Blindness Summary and Analysis of Part III

Summary

The car thief was escorted home by a police officer, as was the girl with the dark glasses. The circumstances of the car theft were unknown to the police officer, but the circumstances of the girl's employment were known because the hotel staff found the girl running, screaming and naked, with her client trying to leave the room in a hurry.

After going blind, the doctor had somehow made it into bed without disturbing his wife's sleep. Upon waking up, though, he was discovered, and the couple decided to call the ministry of health to report the spreading epidemic. After much bureaucratic hassle, they are told to stay put and wait to be picked up. The doctor's wife helps her husband pack her bag, as instructed by the ministry of health. Unbeknownst to him, she packs her own bag as well. When the ambulance comes to pick her husband up, she claims to go blind right at that moment. They both get into the ambulance.

Analysis

This part continues the egalitarianism of the second part. The car thief is led home by a police officer who has no interest in the fact that this man has just committed a crime. The young girl, unfortunately, is judged more harshly than the car thief, although she is not arrested or detained for any reason.

The doctor's interaction with the Ministry of Health continues the theme of medicine as a metonymy for modern progress. When the doctor calls into the Ministry, he is derided by the person who answers the phone for being unable to treat himself, or even diagnose himself. At this moment, the doctor feels extremely impotent. It becomes apparent that systems that we usually consider abstract such as, "Medicine," are actually only as good as the individuals who support that system and carry out its operations. This fact will become more and more apparent as the story progresses.

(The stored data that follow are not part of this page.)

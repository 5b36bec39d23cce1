// ============================================================================
// BOUNDED GEOMETRY LAYOUT
// ============================================================================

/// Padding around the drawable area, in container-local pixels.
#[derive(Debug, Clone, Copy, PartialEq, Default)]
pub struct Padding {
    pub left: f32,
    pub top: f32,
    pub right: f32,
    pub bottom: f32,
}

impl Padding {
    pub const fn uniform(pad: f32) -> Self {
        Self {
            left: pad,
            top: pad,
            right: pad,
            bottom: pad,
        }
    }
}

/// An axis-aligned square region in the container's local coordinate space.
///
/// Stored as four `f32` edges, matching the float rectangles the layout math
/// produces. No rounding happens here; pixel snapping is the renderer's job.
#[derive(Debug, Clone, Copy, PartialEq)]
pub struct BoundingBox {
    pub left: f32,
    pub top: f32,
    pub right: f32,
    pub bottom: f32,
}

impl BoundingBox {
    /// A square of side `diameter` anchored at the origin.
    fn from_diameter(diameter: f32) -> Self {
        Self {
            left: 0.0,
            top: 0.0,
            right: diameter,
            bottom: diameter,
        }
    }

    /// The same box translated by `(dx, dy)`.
    fn offset(self, dx: f32, dy: f32) -> Self {
        Self {
            left: self.left + dx,
            top: self.top + dy,
            right: self.right + dx,
            bottom: self.bottom + dy,
        }
    }

    pub fn width(&self) -> f32 {
        self.right - self.left
    }

    pub fn height(&self) -> f32 {
        self.bottom - self.top
    }

    pub fn center_x(&self) -> f32 {
        (self.left + self.right) / 2.0
    }

    pub fn center_y(&self) -> f32 {
        (self.top + self.bottom) / 2.0
    }

    pub fn radius(&self) -> f32 {
        self.width() / 2.0
    }
}

/// The four nested layer boxes of the knob, replaced wholesale on every
/// resize so their nesting always holds as a unit.
///
/// `indicator` shares the knob face's bounds: the indicator glyph renders
/// over the rotatable knob and rotates about its center.
#[derive(Debug, Clone, Copy, PartialEq)]
pub struct KnobGeometry {
    pub background: BoundingBox,
    pub base: BoundingBox,
    pub knob: BoundingBox,
    pub indicator: BoundingBox,
}

/// Turn a container size and padding into the four nested square regions.
///
/// The available diameter is the smaller usable dimension after padding.
/// Each inner layer insets by a fixed proportion of that diameter: the base
/// by 1/20 per side, the knob by a further 1/40 per side. A zero usable area
/// degenerates the background to a point and is not an error.
///
/// Pure: identical inputs always yield identical boxes.
pub fn compute_layout(container_width: f32, container_height: f32, padding: Padding) -> KnobGeometry {
    let usable_w = container_width - padding.left - padding.right;
    let usable_h = container_height - padding.top - padding.bottom;
    let bg_diameter = usable_w.min(usable_h);

    let mut offset_x = padding.left;
    let mut offset_y = padding.top;
    let background = BoundingBox::from_diameter(bg_diameter).offset(offset_x, offset_y);

    let bg_to_base = bg_diameter / 20.0;
    let base_diameter = (bg_diameter - 2.0 * bg_to_base).max(1.0);
    offset_x += bg_to_base;
    offset_y += bg_to_base;
    let base = BoundingBox::from_diameter(base_diameter).offset(offset_x, offset_y);

    let base_to_knob = bg_diameter / 40.0;
    let knob_diameter = (base_diameter - 2.0 * base_to_knob).max(1.0);
    offset_x += base_to_knob;
    offset_y += base_to_knob;
    let knob = BoundingBox::from_diameter(knob_diameter).offset(offset_x, offset_y);

    KnobGeometry {
        background,
        base,
        knob,
        indicator: knob,
    }
}

// ============================================================================
// TESTS
// ============================================================================

#[cfg(test)]
mod tests {
    use super::*;

    const EPS: f32 = 1e-3;

    fn assert_close(actual: f32, expected: f32) {
        assert!(
            (actual - expected).abs() < EPS,
            "expected {expected}, got {actual}"
        );
    }

    fn assert_box(b: BoundingBox, left: f32, top: f32, right: f32, bottom: f32) {
        assert_close(b.left, left);
        assert_close(b.top, top);
        assert_close(b.right, right);
        assert_close(b.bottom, bottom);
    }

    fn strictly_inside(inner: BoundingBox, outer: BoundingBox) -> bool {
        inner.left > outer.left
            && inner.top > outer.top
            && inner.right < outer.right
            && inner.bottom < outer.bottom
    }

    #[test]
    fn layout_512_square_no_padding() {
        let g = compute_layout(512.0, 512.0, Padding::default());
        assert_box(g.background, 0.0, 0.0, 512.0, 512.0);
        // base insets by 512/20 = 25.6 per side
        assert_box(g.base, 25.6, 25.6, 486.4, 486.4);
        // knob insets by a further 512/40 = 12.8 per side
        assert_box(g.knob, 38.4, 38.4, 473.6, 473.6);
    }

    #[test]
    fn indicator_shares_knob_bounds() {
        let g = compute_layout(300.0, 200.0, Padding::uniform(10.0));
        assert_eq!(g.indicator, g.knob);
    }

    #[test]
    fn boxes_are_strictly_nested() {
        for (w, h, pad) in [
            (512.0, 512.0, Padding::default()),
            (300.0, 180.0, Padding::uniform(8.0)),
            (
                640.0,
                480.0,
                Padding {
                    left: 12.0,
                    top: 4.0,
                    right: 20.0,
                    bottom: 16.0,
                },
            ),
            (37.0, 37.0, Padding::default()),
        ] {
            let g = compute_layout(w, h, pad);
            assert!(strictly_inside(g.base, g.background), "{w}x{h}");
            assert!(strictly_inside(g.knob, g.base), "{w}x{h}");
        }
    }

    #[test]
    fn asymmetric_padding_anchors_at_left_top() {
        let pad = Padding {
            left: 30.0,
            top: 10.0,
            right: 10.0,
            bottom: 50.0,
        };
        // usable = min(400 - 40, 400 - 60) = 340
        let g = compute_layout(400.0, 400.0, pad);
        assert_box(g.background, 30.0, 10.0, 370.0, 350.0);
    }

    #[test]
    fn shorter_dimension_bounds_the_diameter() {
        let g = compute_layout(800.0, 200.0, Padding::default());
        assert_close(g.background.width(), 200.0);
        assert_close(g.background.height(), 200.0);
    }

    #[test]
    fn zero_usable_area_degenerates_to_a_point() {
        let g = compute_layout(20.0, 20.0, Padding::uniform(10.0));
        assert_box(g.background, 10.0, 10.0, 10.0, 10.0);
        assert_close(g.background.width(), 0.0);
    }

    #[test]
    fn layout_is_pure() {
        let pad = Padding::uniform(7.0);
        let a = compute_layout(311.0, 257.0, pad);
        let b = compute_layout(311.0, 257.0, pad);
        assert_eq!(a, b);
    }

    #[test]
    fn box_accessors() {
        let g = compute_layout(512.0, 512.0, Padding::default());
        assert_close(g.background.center_x(), 256.0);
        assert_close(g.background.center_y(), 256.0);
        assert_close(g.background.radius(), 256.0);
        assert_close(g.knob.center_x(), 256.0);
    }
}
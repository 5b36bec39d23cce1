// ============================================================================
// ROTATION ENGINE
// ============================================================================

use thiserror::Error;

/// Default lower stop, normalizes to 225 degrees (third quadrant).
pub const DEFAULT_MIN_ANGLE: i32 = -135;
/// Default upper stop, normalizes to 315 degrees (fourth quadrant).
pub const DEFAULT_MAX_ANGLE: i32 = -45;
/// Reference divisor applied to raw scroll magnitude before it becomes degrees.
pub const VELOCITY_DOWNSCALE: f32 = 2.5;

/// Contract failures surfaced when building a [`RotationRange`].
///
/// These are configuration errors: the stop angles must sit in their required
/// quadrants or the dial's validity check is meaningless.
#[derive(Debug, Clone, Copy, PartialEq, Eq, Error)]
pub enum KnobError {
    #[error("min angle {0} must normalize strictly inside (180, 270) degrees")]
    MinAngleOutOfQuadrant(i32),
    #[error("max angle {0} must normalize strictly inside (270, 360) degrees")]
    MaxAngleOutOfQuadrant(i32),
}

/// The pair of stop angles bounding the dial, in degrees modulo 360.
///
/// The open arc between the normalized min and max is forbidden, modeling the
/// stop-gap at the bottom of a physical knob; the remaining sweep is allowed.
#[derive(Debug, Clone, Copy, PartialEq, Eq)]
pub struct RotationRange {
    min_angle: i32,
    max_angle: i32,
}

impl Default for RotationRange {
    fn default() -> Self {
        // The defaults satisfy the quadrant contract by construction.
        Self {
            min_angle: DEFAULT_MIN_ANGLE,
            max_angle: DEFAULT_MAX_ANGLE,
        }
    }
}

impl RotationRange {
    /// Validates the quadrant contract: normalized min strictly inside
    /// (180, 270), normalized max strictly inside (270, 360).
    pub fn new(min_angle: i32, max_angle: i32) -> Result<Self, KnobError> {
        let min = min_angle.rem_euclid(360);
        let max = max_angle.rem_euclid(360);
        if !(min > 180 && min < 270) {
            return Err(KnobError::MinAngleOutOfQuadrant(min_angle));
        }
        if !(max > 270 && max < 360) {
            return Err(KnobError::MaxAngleOutOfQuadrant(max_angle));
        }
        Ok(Self {
            min_angle,
            max_angle,
        })
    }

    pub fn min_normalized(&self) -> i32 {
        self.min_angle.rem_euclid(360)
    }

    pub fn max_normalized(&self) -> i32 {
        self.max_angle.rem_euclid(360)
    }

    /// Angular length of the allowed arc, in degrees.
    pub fn allowed_sweep(&self) -> i32 {
        (self.min_normalized() - self.max_normalized()).rem_euclid(360)
    }

    /// Degrees traveled from the min stop along the allowed arc to `angle`.
    ///
    /// Only meaningful for angles outside the forbidden arc, where the result
    /// lies in `[0, allowed_sweep()]`.
    fn sweep_position(&self, angle: i32) -> i32 {
        (self.min_normalized() - angle).rem_euclid(360)
    }
}

/// Owns the current rotation and converts raw drag samples into validated
/// angle updates.
///
/// The angle lives in `[0, 360)` and only ever changes through
/// [`apply_scroll`](Self::apply_scroll) or
/// [`set_rotation`](Self::set_rotation). Sub-degree scroll residue is carried
/// across calls rather than reset, so slow drags still accumulate.
#[derive(Debug, Clone)]
pub struct RotationEngine {
    range: RotationRange,
    current_angle: i32,
    scroll_remainder: f32,
}

impl RotationEngine {
    pub fn new(range: RotationRange) -> Self {
        Self {
            range,
            current_angle: 0,
            scroll_remainder: 0.0,
        }
    }

    /// The latest committed angle, for the indicator's render transform.
    pub fn current_angle(&self) -> i32 {
        self.current_angle
    }

    pub fn range(&self) -> RotationRange {
        self.range
    }

    /// Translate an (dx, dy) scroll vector into a signed scalar rotation.
    ///
    /// `rel_x`/`rel_y` are the touch position relative to the rotation
    /// center. The sign comes from the dot product of the drag against the
    /// vector perpendicular to the touch radius, so tangential motion rotates
    /// at full magnitude while a purely radial drag yields zero.
    pub fn vector_to_scalar_scroll(dx: f32, dy: f32, rel_x: f32, rel_y: f32) -> f32 {
        let length = (dx * dx + dy * dy).sqrt();

        let cross_x = -rel_y;
        let cross_y = rel_x;
        let dot = cross_x * dx + cross_y * dy;
        // f32::signum maps 0.0 to 1.0; a zero dot must yield zero rotation.
        let sign = if dot > 0.0 {
            1.0
        } else if dot < 0.0 {
            -1.0
        } else {
            0.0
        };

        length * sign
    }

    /// Apply one drag sample. Returns `(accepted, angle)`.
    ///
    /// The scaled delta joins the carried remainder, the whole degrees are
    /// taken as the step and the fraction stays for the next sample. A
    /// candidate inside the forbidden arc is absorbed without rotating --
    /// the mechanical stop, reported as `accepted = false`, never an error.
    pub fn apply_scroll(
        &mut self,
        dx: f32,
        dy: f32,
        rel_x: f32,
        rel_y: f32,
        velocity_downscale: f32,
    ) -> (bool, i32) {
        let scalar = Self::vector_to_scalar_scroll(dx, dy, rel_x, rel_y);
        let total = scalar / velocity_downscale + self.scroll_remainder;
        let step = total.floor();
        self.scroll_remainder = total - step;

        let candidate = (self.current_angle + step as i32).rem_euclid(360);
        if self.is_valid_rotation(candidate) {
            self.current_angle = candidate;
            (true, candidate)
        } else {
            (false, self.current_angle)
        }
    }

    /// Whether `angle` (in `[0, 360)`) sits outside the forbidden arc.
    /// Both stop endpoints are valid; only the strict interior is rejected.
    ///
    /// This comparison is only correct with min in the third quadrant and
    /// max in the fourth, as enforced by [`RotationRange::new`]; it does not
    /// generalize to arcs wrapping past zero.
    pub fn is_valid_rotation(&self, angle: i32) -> bool {
        let min = self.range.min_normalized();
        let max = self.range.max_normalized();
        !(angle > min && angle < max)
    }

    /// Set the rotation directly. Normalizes, then silently ignores values
    /// inside the forbidden arc. Returns whether the value was taken.
    pub fn set_rotation(&mut self, rotation: i32) -> bool {
        let rotation = rotation.rem_euclid(360);
        if self.is_valid_rotation(rotation) {
            self.current_angle = rotation;
            true
        } else {
            false
        }
    }

    /// Map the current angle onto a discrete level in `0..=max_level`.
    ///
    /// Labeling only: level 0 sits at the min stop, `max_level` at the max
    /// stop, linear along the allowed arc in between. The angle math never
    /// reads this.
    pub fn level(&self, max_level: u32) -> u32 {
        let pos = self.range.sweep_position(self.current_angle) as f32;
        let span = self.range.allowed_sweep() as f32;
        (pos / span * max_level as f32).round() as u32
    }
}

impl Default for RotationEngine {
    fn default() -> Self {
        Self::new(RotationRange::default())
    }
}

// ============================================================================
// TESTS
// ============================================================================

#[cfg(test)]
mod tests {
    use super::*;

    fn default_engine() -> RotationEngine {
        RotationEngine::new(RotationRange::new(-135, -45).unwrap())
    }

    /// With the touch to the right of center, a downward drag maps onto a
    /// pure positive scalar: dy becomes the rotation magnitude.
    fn drag_down(engine: &mut RotationEngine, dy: f32) -> (bool, i32) {
        engine.apply_scroll(0.0, dy, 1.0, 0.0, VELOCITY_DOWNSCALE)
    }

    #[test]
    fn range_accepts_reference_defaults() {
        let range = RotationRange::new(-135, -45).unwrap();
        assert_eq!(range.min_normalized(), 225);
        assert_eq!(range.max_normalized(), 315);
        assert_eq!(range.allowed_sweep(), 270);
    }

    #[test]
    fn range_rejects_min_outside_third_quadrant() {
        assert_eq!(
            RotationRange::new(-90, -45),
            Err(KnobError::MinAngleOutOfQuadrant(-90))
        );
        // Boundary values are excluded, the interval is open.
        assert_eq!(
            RotationRange::new(180, -45),
            Err(KnobError::MinAngleOutOfQuadrant(180))
        );
        assert_eq!(
            RotationRange::new(270, -45),
            Err(KnobError::MinAngleOutOfQuadrant(270))
        );
    }

    #[test]
    fn range_rejects_max_outside_fourth_quadrant() {
        assert_eq!(
            RotationRange::new(-135, -100),
            Err(KnobError::MaxAngleOutOfQuadrant(-100))
        );
        assert_eq!(
            RotationRange::new(-135, 0),
            Err(KnobError::MaxAngleOutOfQuadrant(0))
        );
        assert_eq!(
            RotationRange::new(-135, 270),
            Err(KnobError::MaxAngleOutOfQuadrant(270))
        );
    }

    #[test]
    fn forbidden_arc_is_a_strict_open_interval() {
        let engine = default_engine();
        // Endpoints belong to the allowed arc.
        assert!(engine.is_valid_rotation(225));
        assert!(engine.is_valid_rotation(315));
        // Strict interior is forbidden.
        for angle in 226..315 {
            assert!(!engine.is_valid_rotation(angle), "angle {angle}");
        }
        // Everything else is allowed.
        for angle in (0..=225).chain(315..360) {
            assert!(engine.is_valid_rotation(angle), "angle {angle}");
        }
    }

    #[test]
    fn scalar_scroll_reference_vector() {
        // Touch at (5, 0), drag straight down by 5: cross = (0, 5),
        // dot = 25 > 0, so the result is +length.
        let s = RotationEngine::vector_to_scalar_scroll(0.0, 5.0, 5.0, 0.0);
        assert_eq!(s, 5.0);
    }

    #[test]
    fn scalar_scroll_is_odd_under_drag_negation() {
        let samples = [
            (3.0, -4.0, 10.0, 2.0),
            (0.5, 0.25, -7.0, 7.0),
            (-2.0, -2.0, 0.0, 5.0),
        ];
        for (dx, dy, x, y) in samples {
            let forward = RotationEngine::vector_to_scalar_scroll(dx, dy, x, y);
            let reverse = RotationEngine::vector_to_scalar_scroll(-dx, -dy, x, y);
            assert_eq!(forward, -reverse, "({dx}, {dy}) at ({x}, {y})");
        }
    }

    #[test]
    fn radial_drag_produces_no_rotation() {
        // Drag parallel to the touch radius: (6, 8) along (3, 4).
        let s = RotationEngine::vector_to_scalar_scroll(6.0, 8.0, 3.0, 4.0);
        assert_eq!(s, 0.0);
        // And the degenerate zero drag.
        let s = RotationEngine::vector_to_scalar_scroll(0.0, 0.0, 3.0, 4.0);
        assert_eq!(s, 0.0);
    }

    #[test]
    fn candidate_in_forbidden_arc_is_absorbed() {
        let mut engine = default_engine();
        // 675 / 2.5 = 270 degrees, dead center of the forbidden arc.
        let (accepted, angle) = drag_down(&mut engine, 675.0);
        assert!(!accepted);
        assert_eq!(angle, 0);
        assert_eq!(engine.current_angle(), 0);

        // 250 / 2.5 = 100 degrees, well inside the allowed arc.
        let (accepted, angle) = drag_down(&mut engine, 250.0);
        assert!(accepted);
        assert_eq!(angle, 100);
        assert_eq!(engine.current_angle(), 100);
    }

    #[test]
    fn angle_never_enters_forbidden_arc() {
        let mut engine = default_engine();
        // A mix of coarse and fine samples in both directions.
        for dy in [40.0, 900.0, -12.5, 675.0, 3.0, -701.0, 249.9, 550.0] {
            drag_down(&mut engine, dy);
            assert!(
                engine.is_valid_rotation(engine.current_angle()),
                "angle {} after dy {dy}",
                engine.current_angle()
            );
        }
    }

    #[test]
    fn sub_degree_residue_accumulates_across_samples() {
        let mut engine = default_engine();
        // Each sample is 1.5 / 2.5 = 0.6 degrees; alone it rounds down to
        // nothing, but the residue carries.
        let (accepted, angle) = drag_down(&mut engine, 1.5);
        assert!(accepted);
        assert_eq!(angle, 0);
        let (accepted, angle) = drag_down(&mut engine, 1.5);
        assert!(accepted);
        assert_eq!(angle, 1);
    }

    #[test]
    fn counter_clockwise_drag_wraps_below_zero() {
        let mut engine = default_engine();
        // -25 / 2.5 = -10 degrees from zero wraps to 350.
        let (accepted, angle) = drag_down(&mut engine, -25.0);
        assert!(accepted);
        assert_eq!(angle, 350);
    }

    #[test]
    fn set_rotation_normalizes_and_validates() {
        let mut engine = default_engine();
        assert!(engine.set_rotation(-45));
        assert_eq!(engine.current_angle(), 315);
        // Forbidden values are ignored silently.
        assert!(!engine.set_rotation(270));
        assert_eq!(engine.current_angle(), 315);
        assert!(engine.set_rotation(720));
        assert_eq!(engine.current_angle(), 0);
    }

    #[test]
    fn level_maps_the_allowed_sweep() {
        let mut engine = default_engine();
        engine.set_rotation(225);
        assert_eq!(engine.level(10), 0);
        engine.set_rotation(315);
        assert_eq!(engine.level(10), 10);
        engine.set_rotation(90);
        // 135 degrees of the 270-degree sweep.
        assert_eq!(engine.level(10), 5);
    }
}
use knob::{Knob, KnobCommand, KnobConfig};
use rand::Rng;
use std::sync::mpsc;
use std::thread;
use std::time::Duration;

fn main() -> Result<(), Box<dyn std::error::Error>> {
    env_logger::init();

    let config = KnobConfig::builder()
        .title("Knob drag demo".to_string())
        .window_width(400)
        .window_height(400)
        .build();
    let mut knob = Knob::new(config)?;

    let (sender, receiver) = mpsc::channel();

    // Synthesize press-drag-release gestures: short tangential strokes at a
    // fixed radius from the knob center, alternating direction at random.
    thread::spawn(move || {
        let mut rng = rand::rng();
        let (center_x, center_y) = (200.0_f32, 200.0_f32);
        let radius = 120.0_f32;
        let mut angle = 0.0_f32;

        loop {
            let direction: f32 = if rng.random_range(0.0..1.0) < 0.5 {
                1.0
            } else {
                -1.0
            };
            let samples = rng.random_range(10..40);

            if sender.send(KnobCommand::BeginDrag).is_err() {
                break;
            }
            for _ in 0..samples {
                let step = direction * rng.random_range(0.01..0.04);
                let next = angle + step;
                let x = center_x + next.cos() * radius;
                let y = center_y + next.sin() * radius;
                let dx = x - (center_x + angle.cos() * radius);
                let dy = y - (center_y + angle.sin() * radius);
                angle = next;
                if sender.send(KnobCommand::Drag { dx, dy, x, y }).is_err() {
                    return;
                }
                thread::sleep(Duration::from_millis(16));
            }
            if sender.send(KnobCommand::EndDrag).is_err() {
                break;
            }
            thread::sleep(Duration::from_millis(400));
        }
    });

    println!("Displaying a knob driven by synthetic drag gestures:");
    println!("- strokes sweep tangentially around the dial in both directions");
    println!("- the indicator stops at the dead zone spanning the dial bottom");
    println!("Press Ctrl+C to exit");

    knob.show_with_commands(receiver)
}
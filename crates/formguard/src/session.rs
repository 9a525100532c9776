//! Bridge between `tower-sessions` and the synchronous form store.
//!
//! A request loads the form entries out of its session once, runs every form
//! operation against the resulting [`InMemoryStore`], and writes the entries
//! back before the response is sent.

use std::collections::HashMap;

use anyhow::{Context, Result};
use tower_sessions::Session;

use crate::store::InMemoryStore;

/// Session key holding every form entry for this session.
pub const FORM_SESSION_KEY: &str = "formguard";

/// Load the form entries stored in the session.
pub async fn load_store(session: &Session) -> Result<InMemoryStore> {
    let entries: HashMap<String, String> = session
        .get(FORM_SESSION_KEY)
        .await
        .context("failed to read form entries from session")?
        .unwrap_or_default();

    tracing::debug!(entries = entries.len(), "loaded form entries from session");

    Ok(InMemoryStore::from_entries(entries))
}

/// Write the form entries back to the session.
///
/// Nothing is written when the store was only read from. An emptied store
/// removes the session entry altogether.
pub async fn save_store(session: &Session, store: &InMemoryStore) -> Result<()> {
    if !store.is_dirty() {
        return Ok(());
    }

    let entries = store.entries();

    if entries.is_empty() {
        session
            .remove::<HashMap<String, String>>(FORM_SESSION_KEY)
            .await
            .map_err(|e| anyhow::anyhow!("failed to clear form entries: {}", e))?;
        return Ok(());
    }

    session
        .insert(FORM_SESSION_KEY, entries)
        .await
        .map_err(|e| anyhow::anyhow!("failed to store form entries: {}", e))?;

    Ok(())
}
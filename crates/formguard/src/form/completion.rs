//! One-shot "form was just completed" state for post/redirect/get flows.
//!
//! Writes stick until read; every read consumes the entry.

use crate::error::StoreResult;
use crate::store::{KeyValueStore, SessionKey};

const SUBMITTED_FLAG: &str = "1";

/// Raise the submitted flag for `form`.
pub fn mark_completed<S>(store: &S, form: &str) -> StoreResult<()>
where
    S: KeyValueStore + ?Sized,
{
    store.set(
        &SessionKey::Submitted(form.to_string()),
        SUBMITTED_FLAG.to_string(),
    )
}

/// Read and clear the submitted flag for `form`.
pub fn take_completed<S>(store: &S, form: &str) -> StoreResult<bool>
where
    S: KeyValueStore + ?Sized,
{
    Ok(store
        .consume(&SessionKey::Submitted(form.to_string()))?
        .is_some())
}

/// Store the message shown once the completed form is next displayed.
pub fn set_completed_message<S>(store: &S, form: &str, message: String) -> StoreResult<()>
where
    S: KeyValueStore + ?Sized,
{
    store.set(&SessionKey::SubmittedMessage(form.to_string()), message)
}

/// Read and clear the completion message for `form`.
pub fn take_completed_message<S>(store: &S, form: &str) -> StoreResult<Option<String>>
where
    S: KeyValueStore + ?Sized,
{
    store.consume(&SessionKey::SubmittedMessage(form.to_string()))
}

#[cfg(test)]
// Tests are allowed to use unwrap/expect freely.
#[allow(clippy::unwrap_used, clippy::expect_used)]
mod tests {
    use super::*;
    use crate::store::InMemoryStore;

    #[test]
    fn test_flag_is_read_once() {
        let store = InMemoryStore::new();
        assert!(!take_completed(&store, "contact").unwrap());

        mark_completed(&store, "contact").unwrap();
        assert!(take_completed(&store, "contact").unwrap());
        assert!(!take_completed(&store, "contact").unwrap());
    }

    #[test]
    fn test_marking_twice_still_fires_once() {
        let store = InMemoryStore::new();
        mark_completed(&store, "contact").unwrap();
        mark_completed(&store, "contact").unwrap();

        assert!(take_completed(&store, "contact").unwrap());
        assert!(!take_completed(&store, "contact").unwrap());
    }

    #[test]
    fn test_message_is_read_once() {
        let store = InMemoryStore::new();
        set_completed_message(&store, "contact", "Thanks!".to_string()).unwrap();

        assert_eq!(
            take_completed_message(&store, "contact").unwrap(),
            Some("Thanks!".to_string())
        );
        assert_eq!(take_completed_message(&store, "contact").unwrap(), None);
    }

    #[test]
    fn test_flag_and_message_are_independent() {
        let store = InMemoryStore::new();
        mark_completed(&store, "contact").unwrap();
        set_completed_message(&store, "contact", "Sent".to_string()).unwrap();

        assert!(take_completed(&store, "contact").unwrap());
        assert_eq!(
            take_completed_message(&store, "contact").unwrap(),
            Some("Sent".to_string())
        );
    }
}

This is the first section in which the government attempts to intervene in any significant way, attempting to quarantine the infected. This will ultimately be futile. Read allegorically, this refers to the fact that no system constructed by people is free from the ignorance that is symbolized by the "white sickness." While the last section confined itself to demonstrating this fact across what might be called the social spectrum, this section includes the government in this indictment.